Der Delphi-Konsensprozess zur unilateralen CI-Implantation bei Erwachsenen mit bilateralem schwerem, an Taubheit grenzendem oder moderat bis an Taubheit grenzend abfallendem Schallempfindungshörverlust wurde von einem nicht abstimmberechtigten Vorsitzenden in Person von Dr. Craig Buchman, Leiter der Otolaryngologie – Kopf- und Halschirurgie, Washington University School of Medicine, St. Louis, USA, geleitet. Unterstützt wurde der Vorsitzende von vier abstimmberechtigten Mitgliedern des Lenkungsausschusses: Professor René Gifford, Vanderbilt University, Nashville, USA; Dr David Haynes, Vanderbilt University, Nashville, USA; Professor Thomas Lenarz, Medizinische Hochschule Hannover, Deutschland; Professor Gerard O'Donoghue, University of Nottingham, GB.

Das Delphi-Gremium bestand aus weiteren 26 Experten im Bereich der CI-Nutzung, darunter Audiologen und HNO-Spezialisten aus 13 Ländern.

Zusätzlich wurde ein Consumer and Professional Advocacy Committee (CAPAC) aus Vertretern von internationalen CI-Träger-Verbänden und professionellen Expertenorganisationen in die Entwicklung der Konsenserklärung miteinbezogen.

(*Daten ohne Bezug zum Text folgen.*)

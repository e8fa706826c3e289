use crate::core::types::{DataPoint, ScreenPoint};

use super::{Axis, AxisKind};

impl Axis {
    /// Polar midpoint; only meaningful for magnitude axes after
    /// [`Axis::update_transform`].
    #[must_use]
    pub fn mid_point(&self) -> ScreenPoint {
        self.state.mid_point
    }

    /// Screen radius of the outer end of a magnitude axis.
    #[must_use]
    pub fn outer_radius(&self) -> f64 {
        self.state.screen_start.abs().max(self.state.screen_end.abs())
    }

    pub(super) fn angle_bounds(&self) -> (f64, f64) {
        match &self.kind {
            AxisKind::Angle(options) => (options.start_angle, options.end_angle),
            _ => (0.0, 360.0),
        }
    }

    /// Maps `(magnitude, angle)` to screen space around the midpoint.
    ///
    /// `self` must be the magnitude axis and `angle_axis` the angle axis.
    #[must_use]
    pub fn transform_polar(&self, magnitude: f64, angle: f64, angle_axis: &Axis) -> ScreenPoint {
        let radius = self.transform(magnitude);
        let theta = angle_axis.transform(angle).to_radians();
        let mid = self.state.mid_point;
        ScreenPoint::new(mid.x + radius * theta.cos(), mid.y - radius * theta.sin())
    }

    /// Inverse of [`Axis::transform_polar`].
    ///
    /// The screen angle is normalized into the angle axis' configured
    /// revolution before it is mapped back to a data value.
    #[must_use]
    pub fn inverse_transform_polar(&self, point: ScreenPoint, angle_axis: &Axis) -> DataPoint {
        let mid = self.state.mid_point;
        let dx = point.x - mid.x;
        let dy = mid.y - point.y;
        let radius = dx.hypot(dy);
        let mut theta = dy.atan2(dx).to_degrees();

        let (start, end) = angle_axis.angle_bounds();
        let low = start.min(end);
        while theta < low {
            theta += 360.0;
        }
        while theta >= low + 360.0 {
            theta -= 360.0;
        }

        DataPoint::new(self.inverse_transform(radius), angle_axis.inverse_transform(theta))
    }
}
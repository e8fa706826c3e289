use crate::core::numeric::remove_noise;
use crate::core::ticks::{
    DEFAULT_MAX_TICKS, TickValues, calculate_actual_interval, calculate_minor_interval,
    create_tick_values, filter_to_range,
};
use crate::error::PlotResult;

use super::{Axis, LogarithmicOptions, is_explicit_step};

/// Exponent steps tried, in order, for automatic major intervals.
const EXPONENT_STEPS: [f64; 6] = [1.0, 2.0, 3.0, 5.0, 10.0, 20.0];

impl Axis {
    /// Major step in exponent units; minor step of one exponent.
    pub(super) fn logarithmic_intervals(&self, options: LogarithmicOptions, length: f64) -> (f64, f64) {
        if is_explicit_step(self.major_step) {
            let minor = if is_explicit_step(self.minor_step) {
                self.minor_step
            } else {
                1.0
            };
            return (self.major_step.max(self.minimum_major_step), minor);
        }

        let (exponent_minimum, exponent_maximum) = self.exponent_range(options.base);
        let span = exponent_maximum - exponent_minimum;
        if whole_powers_in(exponent_minimum, exponent_maximum) < 2 {
            // Narrow ranges fall back to linear spacing in raw values.
            let major = calculate_actual_interval(
                length,
                self.interval_length,
                self.actual_maximum() - self.actual_minimum(),
            )
            .max(self.minimum_major_step);
            return (major, calculate_minor_interval(major));
        }

        let max_count = if self.interval_length > 0.0 && length > 0.0 {
            (length / self.interval_length).max(1.0)
        } else {
            1.0
        };
        let step = EXPONENT_STEPS
            .iter()
            .copied()
            .find(|step| span / step <= max_count)
            .unwrap_or_else(|| (span / max_count).ceil());
        (step.max(self.minimum_major_step), 1.0)
    }

    pub(super) fn logarithmic_tick_values(&self, options: LogarithmicOptions) -> PlotResult<TickValues> {
        let base = options.base;
        let minimum = self.actual_minimum();
        let maximum = self.actual_maximum();
        let (exponent_minimum, exponent_maximum) = self.exponent_range(base);

        if whole_powers_in(exponent_minimum, exponent_maximum) < 2 && !is_explicit_step(self.major_step) {
            return self.linear_tick_values(minimum, maximum);
        }

        let step = self.actual_major_step().max(1.0).round();
        let exponents = filter_to_range(
            create_tick_values(exponent_minimum, exponent_maximum, step, DEFAULT_MAX_TICKS)?,
            exponent_minimum,
            exponent_maximum,
        );
        let major: Vec<f64> = exponents
            .iter()
            .map(|exponent| remove_noise(base.powf(*exponent)))
            .collect();

        let mut minor = Vec::new();
        let first = exponent_minimum.floor() as i64;
        let last = exponent_maximum.ceil() as i64;
        for exponent in first..=last {
            let power = base.powf(exponent as f64);
            if step > 1.0 {
                let value = remove_noise(power);
                if in_range(value, minimum, maximum) && !major.iter().any(|m| close(*m, value)) {
                    minor.push(value);
                }
                continue;
            }
            let mut multiplier = 2.0;
            while multiplier < base - 1e-9 && minor.len() < DEFAULT_MAX_TICKS {
                let value = remove_noise(multiplier * power);
                if in_range(value, minimum, maximum) {
                    minor.push(value);
                }
                multiplier += 1.0;
            }
        }

        Ok(TickValues {
            major_labels: major.clone(),
            major_ticks: major,
            minor_ticks: minor,
        })
    }

    fn exponent_range(&self, base: f64) -> (f64, f64) {
        let log = |value: f64| value.ln() / base.ln();
        (log(self.actual_minimum()), log(self.actual_maximum()))
    }
}

/// Expands `[minimum, maximum]` outwards to whole powers of `base`.
pub(super) fn snap_to_powers(base: f64, minimum: f64, maximum: f64) -> (f64, f64) {
    let log = |value: f64| value.ln() / base.ln();
    let snapped_minimum = if minimum > 0.0 {
        base.powf(log(minimum).floor())
    } else {
        minimum
    };
    let snapped_maximum = if maximum > 0.0 {
        base.powf(log(maximum).ceil())
    } else {
        maximum
    };
    (remove_noise(snapped_minimum), remove_noise(snapped_maximum))
}

fn whole_powers_in(exponent_minimum: f64, exponent_maximum: f64) -> usize {
    let tolerance = 1e-9;
    let first = (exponent_minimum - tolerance).ceil();
    let last = (exponent_maximum + tolerance).floor();
    if last < first {
        0
    } else {
        (last - first) as usize + 1
    }
}

fn in_range(value: f64, minimum: f64, maximum: f64) -> bool {
    let tolerance = (maximum - minimum).abs() * 1e-12;
    value >= minimum - tolerance && value <= maximum + tolerance
}

fn close(lhs: f64, rhs: f64) -> bool {
    (lhs - rhs).abs() <= lhs.abs().max(rhs.abs()) * 1e-12
}
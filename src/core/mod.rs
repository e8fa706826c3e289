pub mod axis;
pub mod numeric;
pub mod primitives;
pub mod ticks;
pub mod types;

pub use axis::{
    AngleOptions, Axis, AxisKind, AxisPosition, AxisStyle, CategoryOptions, ColorMap, ColorRange,
    DateTimeIntervalType, DateTimeOptions, LabelFormat, LabelFormatter, LogarithmicOptions,
    PaletteIndex, TickStyle,
};
pub use ticks::{TickValues, create_tick_values};
pub use types::{DataPoint, PlotRect, ScreenPoint, ScreenVector, Thickness, Viewport};
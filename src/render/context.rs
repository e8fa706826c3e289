use crate::core::types::{PlotRect, ScreenPoint, ScreenVector};
use crate::render::{Color, MarkerStyle, StrokeStyle, TextStyle};

/// Drawing surface used by series, axes and annotations.
///
/// Implementations only draw; they never need to know about axes or data.
pub trait RenderContext {
    /// Draws an open polyline.
    fn draw_line(&mut self, points: &[ScreenPoint], stroke: &StrokeStyle);

    /// Draws disconnected line segments.
    fn draw_line_segments(&mut self, segments: &[(ScreenPoint, ScreenPoint)], stroke: &StrokeStyle) {
        for (start, end) in segments {
            self.draw_line(&[*start, *end], stroke);
        }
    }

    /// Draws a closed polygon.
    fn draw_polygon(&mut self, points: &[ScreenPoint], fill: Color, stroke: &StrokeStyle);

    fn draw_rectangle(&mut self, rect: PlotRect, fill: Color, stroke: &StrokeStyle);

    /// Draws one marker centered on each point.
    fn draw_markers(&mut self, points: &[ScreenPoint], style: &MarkerStyle);

    fn draw_text(&mut self, position: ScreenPoint, text: &str, style: &TextStyle);

    /// Size of `text` when drawn with `style`, before rotation.
    ///
    /// The default is a monospace approximation; backends with real font
    /// metrics should override it.
    fn measure_text(&self, text: &str, style: &TextStyle) -> ScreenVector {
        let longest = text.lines().map(|line| line.chars().count()).max().unwrap_or(0);
        let lines = text.lines().count().max(1);
        ScreenVector::new(
            longest as f64 * style.font_size * 0.6,
            lines as f64 * style.font_size * 1.2,
        )
    }

    /// Restricts subsequent drawing to `rect`.
    fn set_clip(&mut self, rect: PlotRect);

    fn reset_clip(&mut self);
}
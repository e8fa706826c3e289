use tracing::{debug, trace};

use crate::core::{ScreenPoint, Viewport};
use crate::error::{PlotError, PlotResult};
use crate::extensions::{PlotContext, PlotEvent, PlotPlugin};
use crate::interaction::{
    HoverDelay, HoverTransition, InteractionMode, InteractionState, TrackerMode, TrackerState,
};
use crate::model::{AxisId, PlotModel};
use crate::render::{RenderFrame, Renderer};

use super::PlotEngineConfig;

/// Axes a pan gesture moves, captured when the gesture starts.
#[derive(Debug, Clone, PartialEq, Eq)]
enum PanTarget {
    /// Every cartesian axis (gesture started inside the plot area).
    All,
    Axes(Vec<AxisId>),
}

/// Main orchestration facade consumed by host applications.
///
/// `PlotEngine` owns the plot model, interaction state and renderer; hosts
/// feed it pointer input and timestamps and call [`PlotEngine::render`].
pub struct PlotEngine<R: Renderer> {
    renderer: R,
    model: PlotModel,
    config: PlotEngineConfig,
    interaction: InteractionState,
    hover: HoverDelay,
    pan_target: Option<PanTarget>,
    plugins: Vec<Box<dyn PlotPlugin>>,
}

impl<R: Renderer> PlotEngine<R> {
    pub fn new(renderer: R, model: PlotModel, config: PlotEngineConfig) -> PlotResult<Self> {
        config.validate()?;
        let mut interaction = InteractionState::default();
        interaction.set_tracker_mode(config.tracker_mode);
        Ok(Self {
            renderer,
            model,
            config,
            interaction,
            hover: HoverDelay::new(config.tracker_show_delay_ms, config.tracker_hide_delay_ms),
            pan_target: None,
            plugins: Vec::new(),
        })
    }

    #[must_use]
    pub fn config(&self) -> PlotEngineConfig {
        self.config
    }

    #[must_use]
    pub fn viewport(&self) -> Viewport {
        self.config.viewport
    }

    pub fn set_viewport(&mut self, viewport: Viewport) -> PlotResult<()> {
        if !viewport.is_valid() {
            return Err(PlotError::InvalidViewport {
                width: viewport.width,
                height: viewport.height,
            });
        }
        self.config.viewport = viewport;
        Ok(())
    }

    #[must_use]
    pub fn model(&self) -> &PlotModel {
        &self.model
    }

    /// Mutable model access; changes show up on the next render.
    pub fn model_mut(&mut self) -> &mut PlotModel {
        &mut self.model
    }

    #[must_use]
    pub fn interaction_mode(&self) -> InteractionMode {
        self.interaction.mode()
    }

    #[must_use]
    pub fn tracker(&self) -> &TrackerState {
        self.interaction.tracker()
    }

    pub fn set_tracker_mode(&mut self, mode: TrackerMode) {
        self.config.tracker_mode = mode;
        self.interaction.set_tracker_mode(mode);
        if mode == TrackerMode::Hidden {
            self.hover.reset();
        }
    }

    /// Records a full frame for the current model without presenting it.
    pub fn build_render_frame(&mut self) -> PlotResult<RenderFrame> {
        let viewport = self.config.viewport;
        let mut frame = RenderFrame::new(viewport);
        self.model.render(&mut frame, viewport)?;
        Ok(frame)
    }

    pub fn render(&mut self) -> PlotResult<()> {
        let frame = self.build_render_frame()?;
        debug!(
            width = self.config.viewport.width,
            height = self.config.viewport.height,
            commands = frame.commands.len(),
            "rendering plot frame"
        );
        self.renderer.render(&frame)?;
        self.emit_plugin_event(PlotEvent::Rendered);
        Ok(())
    }

    /// Moves the pointer at time `now_ms`.
    ///
    /// While panning this pans the captured axes; otherwise it refreshes the
    /// tracker hit and arms the show or hide delay.
    pub fn pointer_move(&mut self, x: f64, y: f64, now_ms: u64) {
        let point = ScreenPoint::new(x, y);
        self.interaction.on_pointer_move(point);
        self.emit_plugin_event(PlotEvent::PointerMoved { x, y });

        if self.interaction.mode() == InteractionMode::Panning {
            self.pan_move(x, y);
            return;
        }
        if self.interaction.tracker_mode() == TrackerMode::Hidden {
            return;
        }

        let interpolate = self.interaction.tracker_mode().interpolates();
        let hit = self
            .model
            .get_nearest_hit(point, interpolate)
            .filter(|hit| hit.distance_to(point) <= self.config.hit_tolerance_px);
        match hit {
            Some(hit) => {
                trace!(series = hit.series_index, index = hit.index, "tracker hit");
                self.interaction.set_tracker_hit(Some(hit));
                self.hover.arm_show(now_ms);
            }
            None => self.hover.arm_hide(now_ms),
        }
        self.poll_hover(now_ms);
    }

    pub fn pointer_leave(&mut self, now_ms: u64) {
        self.interaction.on_pointer_leave();
        self.hover.arm_hide(now_ms);
        self.emit_plugin_event(PlotEvent::PointerLeft);
        self.poll_hover(now_ms);
    }

    /// Fires due tooltip timers. Returns `true` when tracker visibility
    /// changed.
    pub fn poll_hover(&mut self, now_ms: u64) -> bool {
        let was_visible = self.interaction.tracker().visible;
        match self.hover.poll(now_ms) {
            Some(HoverTransition::Show) => self.interaction.show_tracker(),
            Some(HoverTransition::Hide) => self.interaction.hide_tracker(),
            None => {}
        }
        let tracker = self.interaction.tracker();
        if tracker.visible == was_visible {
            return false;
        }
        let event = match (tracker.visible, &tracker.hit) {
            (true, Some(hit)) => PlotEvent::TrackerShown {
                series_index: hit.series_index,
            },
            _ => PlotEvent::TrackerHidden,
        };
        self.emit_plugin_event(event);
        true
    }

    /// Starts a pan gesture at the pointer position.
    ///
    /// Inside the plot area every cartesian axis pans; on an axis band only
    /// that axis pans.
    pub fn pan_start(&mut self, x: f64, y: f64) {
        if !self.config.pan_enabled {
            return;
        }
        let point = ScreenPoint::new(x, y);
        let target = if self.model.plot_area().contains(point) {
            PanTarget::All
        } else {
            let (x_axis, y_axis) = self.model.axes_at_point(point);
            PanTarget::Axes(x_axis.into_iter().chain(y_axis).collect())
        };
        debug!(?target, "pan started");
        self.pan_target = Some(target);
        self.hover.reset();
        self.interaction.on_pan_start(point);
        self.emit_plugin_event(PlotEvent::PanStarted);
    }

    /// Pans by the displacement since the previous pan position. Returns
    /// `true` when an axis moved.
    pub fn pan_move(&mut self, x: f64, y: f64) -> bool {
        let Some((previous, current)) = self.interaction.on_pan_move(ScreenPoint::new(x, y)) else {
            return false;
        };
        let changed = match &self.pan_target {
            Some(PanTarget::All) => self.model.pan_all(previous, current),
            Some(PanTarget::Axes(ids)) => self.model.pan_axes(ids, previous, current),
            None => false,
        };
        if changed {
            self.emit_plugin_event(PlotEvent::AxesChanged);
        }
        changed
    }

    pub fn pan_end(&mut self) {
        if self.interaction.mode() != InteractionMode::Panning {
            return;
        }
        self.interaction.on_pan_end();
        self.pan_target = None;
        self.emit_plugin_event(PlotEvent::PanEnded);
    }

    /// Zooms around the pointer by `steps` wheel notches; positive steps
    /// zoom in. Returns `true` when an axis range changed.
    pub fn wheel_zoom(&mut self, x: f64, y: f64, steps: f64) -> bool {
        if !self.config.zoom_enabled || !steps.is_finite() || steps == 0.0 {
            return false;
        }
        let point = ScreenPoint::new(x, y);
        let factor = self.config.zoom_step.powf(steps);
        let changed = if self.model.plot_area().contains(point) {
            self.model.zoom_all_at(factor, point)
        } else {
            let (x_axis, y_axis) = self.model.axes_at_point(point);
            let ids: Vec<AxisId> = x_axis.into_iter().chain(y_axis).collect();
            self.model.zoom_axes_at(&ids, factor, point)
        };
        if changed {
            trace!(factor, "wheel zoom applied");
            self.emit_plugin_event(PlotEvent::AxesChanged);
        }
        changed
    }

    /// Restores every axis to its automatic range.
    pub fn reset_axes(&mut self) {
        self.model.reset_all_axes();
        self.emit_plugin_event(PlotEvent::AxesChanged);
    }

    /// Registers a plugin with unique identifier.
    pub fn register_plugin(&mut self, plugin: Box<dyn PlotPlugin>) -> PlotResult<()> {
        let plugin_id = plugin.id().to_owned();
        if plugin_id.is_empty() {
            return Err(PlotError::InvalidData(
                "plugin id must not be empty".to_owned(),
            ));
        }
        if self.has_plugin(&plugin_id) {
            return Err(PlotError::InvalidData(format!(
                "plugin with id `{plugin_id}` is already registered"
            )));
        }
        self.plugins.push(plugin);
        Ok(())
    }

    /// Unregisters a plugin by id. Returns `true` when removed.
    pub fn unregister_plugin(&mut self, plugin_id: &str) -> bool {
        if let Some(position) = self.plugins.iter().position(|entry| entry.id() == plugin_id) {
            self.plugins.remove(position);
            return true;
        }
        false
    }

    #[must_use]
    pub fn plugin_count(&self) -> usize {
        self.plugins.len()
    }

    #[must_use]
    pub fn has_plugin(&self, plugin_id: &str) -> bool {
        self.plugins.iter().any(|plugin| plugin.id() == plugin_id)
    }

    fn plugin_context(&self) -> PlotContext {
        let tracker = self.interaction.tracker();
        PlotContext {
            viewport: self.config.viewport,
            series_count: self.model.series_count(),
            axis_count: self.model.axes().len(),
            interaction_mode: self.interaction.mode(),
            tracker_mode: self.interaction.tracker_mode(),
            tracker_visible: tracker.visible,
            tracker_series_index: tracker.hit.as_ref().map(|hit| hit.series_index),
        }
    }

    fn emit_plugin_event(&mut self, event: PlotEvent) {
        if self.plugins.is_empty() {
            return;
        }
        let context = self.plugin_context();
        for plugin in &mut self.plugins {
            plugin.on_event(event, context);
        }
    }

    #[must_use]
    pub fn into_renderer(self) -> R {
        self.renderer
    }
}
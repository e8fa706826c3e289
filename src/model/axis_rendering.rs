use crate::core::axis::{Axis, AxisKind, AxisPosition};
use crate::core::types::{PlotRect, ScreenPoint};
use crate::error::PlotResult;
use crate::render::{Color, RenderContext, StrokeStyle, TextHAlign, TextStyle, TextVAlign};

use super::layout::{
    COLOR_BAR_WIDTH, LABEL_GAP, axis_title_text, label_extent, label_style, tick_lengths,
};

/// Screen distance below which a tick counts as inside the axis range.
const EDGE_TOLERANCE: f64 = 0.5;
/// Angular resolution of polar rings, in degrees.
const RING_STEP_DEGREES: f64 = 2.0;

/// Unit direction pointing away from the plot area.
fn outward(position: AxisPosition) -> f64 {
    match position {
        AxisPosition::Left | AxisPosition::Top => -1.0,
        _ => 1.0,
    }
}

/// Point at `along` on the axis direction and `across` perpendicular to it.
fn axis_point(axis: &Axis, along: f64, across: f64) -> ScreenPoint {
    if axis.is_vertical() {
        ScreenPoint::new(across, along)
    } else {
        ScreenPoint::new(along, across)
    }
}

fn along_range(axis: &Axis, plot_area: PlotRect) -> (f64, f64) {
    if axis.is_vertical() {
        (plot_area.top, plot_area.bottom())
    } else {
        (plot_area.left, plot_area.right())
    }
}

fn within(value: f64, (low, high): (f64, f64)) -> bool {
    value >= low - EDGE_TOLERANCE && value <= high + EDGE_TOLERANCE
}

/// Major and minor gridlines across the plot area.
pub(crate) fn render_gridlines(
    ctx: &mut dyn RenderContext,
    axis: &Axis,
    plot_area: PlotRect,
) -> PlotResult<()> {
    if axis.is_color_axis() || !(axis.is_horizontal() || axis.is_vertical()) {
        return Ok(());
    }
    if !axis.major_gridlines && !axis.minor_gridlines {
        return Ok(());
    }
    let ticks = axis.tick_values()?;
    let along = along_range(axis, plot_area);
    let across = if axis.is_vertical() {
        (plot_area.left, plot_area.right())
    } else {
        (plot_area.top, plot_area.bottom())
    };

    let mut draw = |values: &[f64], color: Color| {
        let stroke = StrokeStyle::solid(color, axis.style.gridline_thickness);
        let segments: Vec<(ScreenPoint, ScreenPoint)> = values
            .iter()
            .map(|value| axis.transform(*value))
            .filter(|screen| within(*screen, along))
            .map(|screen| (axis_point(axis, screen, across.0), axis_point(axis, screen, across.1)))
            .collect();
        ctx.draw_line_segments(&segments, &stroke);
    };
    if axis.minor_gridlines {
        draw(&ticks.minor_ticks, axis.style.minor_gridline);
    }
    if axis.major_gridlines {
        draw(&ticks.major_ticks, axis.style.major_gridline);
    }
    Ok(())
}

/// Axis line, ticks, labels, title and (for color axes) the color bar.
pub(crate) fn render_axis(
    ctx: &mut dyn RenderContext,
    axis: &Axis,
    perpendicular: Option<&Axis>,
    plot_area: PlotRect,
) -> PlotResult<()> {
    if !axis.is_axis_visible || !(axis.is_horizontal() || axis.is_vertical()) {
        return Ok(());
    }
    let ticks = axis.tick_values()?;
    let direction = outward(axis.position);
    let line = axis.axis_line_position(perpendicular, plot_area);
    let along = along_range(axis, plot_area);

    let base = if axis.is_color_axis() {
        render_color_bar(ctx, axis, line, direction);
        line + direction * COLOR_BAR_WIDTH
    } else {
        if axis.style.axis_line_thickness > 0.0 {
            ctx.draw_line(
                &[axis_point(axis, along.0, line), axis_point(axis, along.1, line)],
                &StrokeStyle::solid(axis.style.axis_line, axis.style.axis_line_thickness),
            );
        }
        line
    };

    let tick_stroke = StrokeStyle::solid(axis.style.ticks, axis.style.axis_line_thickness.max(1.0));
    for (values, size) in [
        (&ticks.minor_ticks, axis.minor_tick_size),
        (&ticks.major_ticks, axis.major_tick_size),
    ] {
        let (inside, outside) = tick_lengths(axis, size);
        if inside + outside <= 0.0 {
            continue;
        }
        let segments: Vec<(ScreenPoint, ScreenPoint)> = values
            .iter()
            .map(|value| axis.transform(*value))
            .filter(|screen| within(*screen, along))
            .map(|screen| {
                (
                    axis_point(axis, screen, base - direction * inside),
                    axis_point(axis, screen, base + direction * outside),
                )
            })
            .collect();
        ctx.draw_line_segments(&segments, &tick_stroke);
    }

    let (_, outside) = tick_lengths(axis, axis.major_tick_size);
    let label_offset = base + direction * (outside + LABEL_GAP);
    let (h_align, v_align) = match axis.position {
        AxisPosition::Left => (TextHAlign::Right, TextVAlign::Middle),
        AxisPosition::Right => (TextHAlign::Left, TextVAlign::Middle),
        AxisPosition::Top => (TextHAlign::Center, TextVAlign::Bottom),
        _ => (TextHAlign::Center, TextVAlign::Top),
    };
    let style = label_style(axis).aligned(h_align, v_align);
    for value in &ticks.major_labels {
        let screen = axis.transform(*value);
        if !within(screen, along) {
            continue;
        }
        ctx.draw_text(axis_point(axis, screen, label_offset), &axis.format_value(*value), &style);
    }

    if let Some(title) = axis_title_text(axis) {
        let extent = label_extent(axis, &*ctx)?;
        let title_position = label_offset + direction * (extent + LABEL_GAP);
        let middle = (along.0 + along.1) * 0.5;
        let mut title_style = label_style(axis).aligned(TextHAlign::Center, v_align);
        if axis.is_vertical() {
            title_style = title_style
                .aligned(TextHAlign::Center, if direction < 0.0 { TextVAlign::Bottom } else { TextVAlign::Top })
                .rotated(-90.0);
        }
        ctx.draw_text(axis_point(axis, middle, title_position), &title, &title_style);
    }
    Ok(())
}

/// Fills the band between the axis line and the tick base with the mapped
/// colors.
fn render_color_bar(ctx: &mut dyn RenderContext, axis: &Axis, line: f64, direction: f64) {
    let Some(map) = &axis.color_map else {
        return;
    };
    let outer = line + direction * COLOR_BAR_WIDTH;
    let (start, end) = axis.screen_range();
    let none = StrokeStyle::none();
    let mut band = |from: f64, to: f64, color: Color| {
        let rect = PlotRect::from_points(axis_point(axis, from, line), axis_point(axis, to, outer));
        ctx.draw_rectangle(rect, color, &none);
    };

    if !map.ranges().is_empty() {
        for range in map.ranges() {
            let lower = range.lower.max(axis.actual_minimum());
            let upper = range.upper.min(axis.actual_maximum());
            if lower < upper {
                band(axis.transform(lower), axis.transform(upper), range.color);
            }
        }
        return;
    }

    let count = if matches!(axis.kind, AxisKind::Category(_)) {
        axis.category_count()
    } else {
        map.palette.len()
    };
    if count == 0 {
        return;
    }
    for index in 0..count {
        let from = start + (end - start) * index as f64 / count as f64;
        let to = start + (end - start) * (index + 1) as f64 / count as f64;
        let value = axis.inverse_transform((from + to) * 0.5);
        if let Some(color) = axis.color_for_value(value) {
            band(from, to, color);
        }
    }
}

fn ring_points(magnitude: &Axis, angle: &Axis, radius_value: f64) -> Vec<ScreenPoint> {
    let first = angle.actual_minimum();
    let last = angle.actual_maximum();
    let span_degrees = (angle.transform(last) - angle.transform(first)).abs();
    let steps = ((span_degrees / RING_STEP_DEGREES).ceil() as usize).max(1);
    (0..=steps)
        .map(|step| {
            let value = first + (last - first) * step as f64 / steps as f64;
            magnitude.transform_polar(radius_value, value, angle)
        })
        .collect()
}

/// Rings of a magnitude axis and spokes of its angle axis, with labels.
pub(crate) fn render_polar_axes(
    ctx: &mut dyn RenderContext,
    magnitude: &Axis,
    angle: &Axis,
) -> PlotResult<()> {
    let magnitude_ticks = magnitude.tick_values()?;
    let angle_ticks = angle.tick_values()?;
    let maximum = magnitude.actual_maximum();
    let minimum = magnitude.actual_minimum();

    if magnitude.is_axis_visible {
        let grid = StrokeStyle::solid(magnitude.style.major_gridline, magnitude.style.gridline_thickness);
        if magnitude.major_gridlines {
            for value in magnitude_ticks.major_ticks.iter().filter(|value| **value > minimum) {
                ctx.draw_line(&ring_points(magnitude, angle, *value), &grid);
            }
        }
        let outline = StrokeStyle::solid(magnitude.style.axis_line, magnitude.style.axis_line_thickness);
        ctx.draw_line(&ring_points(magnitude, angle, maximum), &outline);

        let style = label_style(magnitude).aligned(TextHAlign::Center, TextVAlign::Top);
        let label_angle = angle.actual_minimum();
        for value in &magnitude_ticks.major_labels {
            let position = magnitude.transform_polar(*value, label_angle, angle);
            ctx.draw_text(position, &magnitude.format_value(*value), &style);
        }
    }

    if angle.is_axis_visible {
        let grid = StrokeStyle::solid(angle.style.major_gridline, angle.style.gridline_thickness);
        let center = magnitude.transform_polar(minimum, angle.actual_minimum(), angle);
        let style = label_style(angle).aligned(TextHAlign::Center, TextVAlign::Middle);
        let mid = magnitude.mid_point();
        for value in &angle_ticks.major_ticks {
            let rim = magnitude.transform_polar(maximum, *value, angle);
            if angle.major_gridlines {
                ctx.draw_line(&[center, rim], &grid);
            }
            let radial = mid.vector_to(rim);
            let length = radial.length();
            if length > 0.0 {
                let push = (length + LABEL_GAP + angle.font_size) / length;
                let anchor = ScreenPoint::new(mid.x + radial.x * push, mid.y + radial.y * push);
                ctx.draw_text(anchor, &angle.format_value(*value), &style);
            }
        }
    }
    Ok(())
}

*Schwerer Hörverlust, der das Hören und die Beteiligung an Gesprächen in geräuschvollen Umgebungen stark erschwert.

Der Delphi-Prozess und die Unterstützung bei der medizinischen Redaktion wurden von Advanced Bionics, Cochlear Ltd, MED-EL und Oticon Medical mitfinanziert. Die Förderorganisationen haben keinen Einfluss auf die Konzeption, die Durchführung oder den Inhalt des Delphi-Konsensprozesses genommen.

Quellenangaben

1. Buchman CA et al. JAMA Otolaryngol Head Neck Surgery 2020

2. Global Burden of Disease Hearing Loss Expert Group. Eur J Public Health 2013;23:146–52.

3. Cohen SM, Labadie RF, and Haynes DS. Primary care approach to hearing loss: the hidden disability. Ear Nose Throat J 2005;84:26.

4. Raine C, Atkinson H, Strachan DR, et al. Access to cochlear implants: Time to reflect. Cochlear Implants Int 2016;17 (Suppl 1):42–6.

5. Gaylor JM, Raman G, Chung M, et al. JAMA Otolaryngol Head Neck Surg. 2013;139(3):265-272.

6. Sorkin D. Cochlear Implants Int 2013;14(Suppl 1):S1.

7. De Raeve L. Eur Ann Otorhinolaryngol Head Neck Dis 2016;133(Suppl 1):S57–60.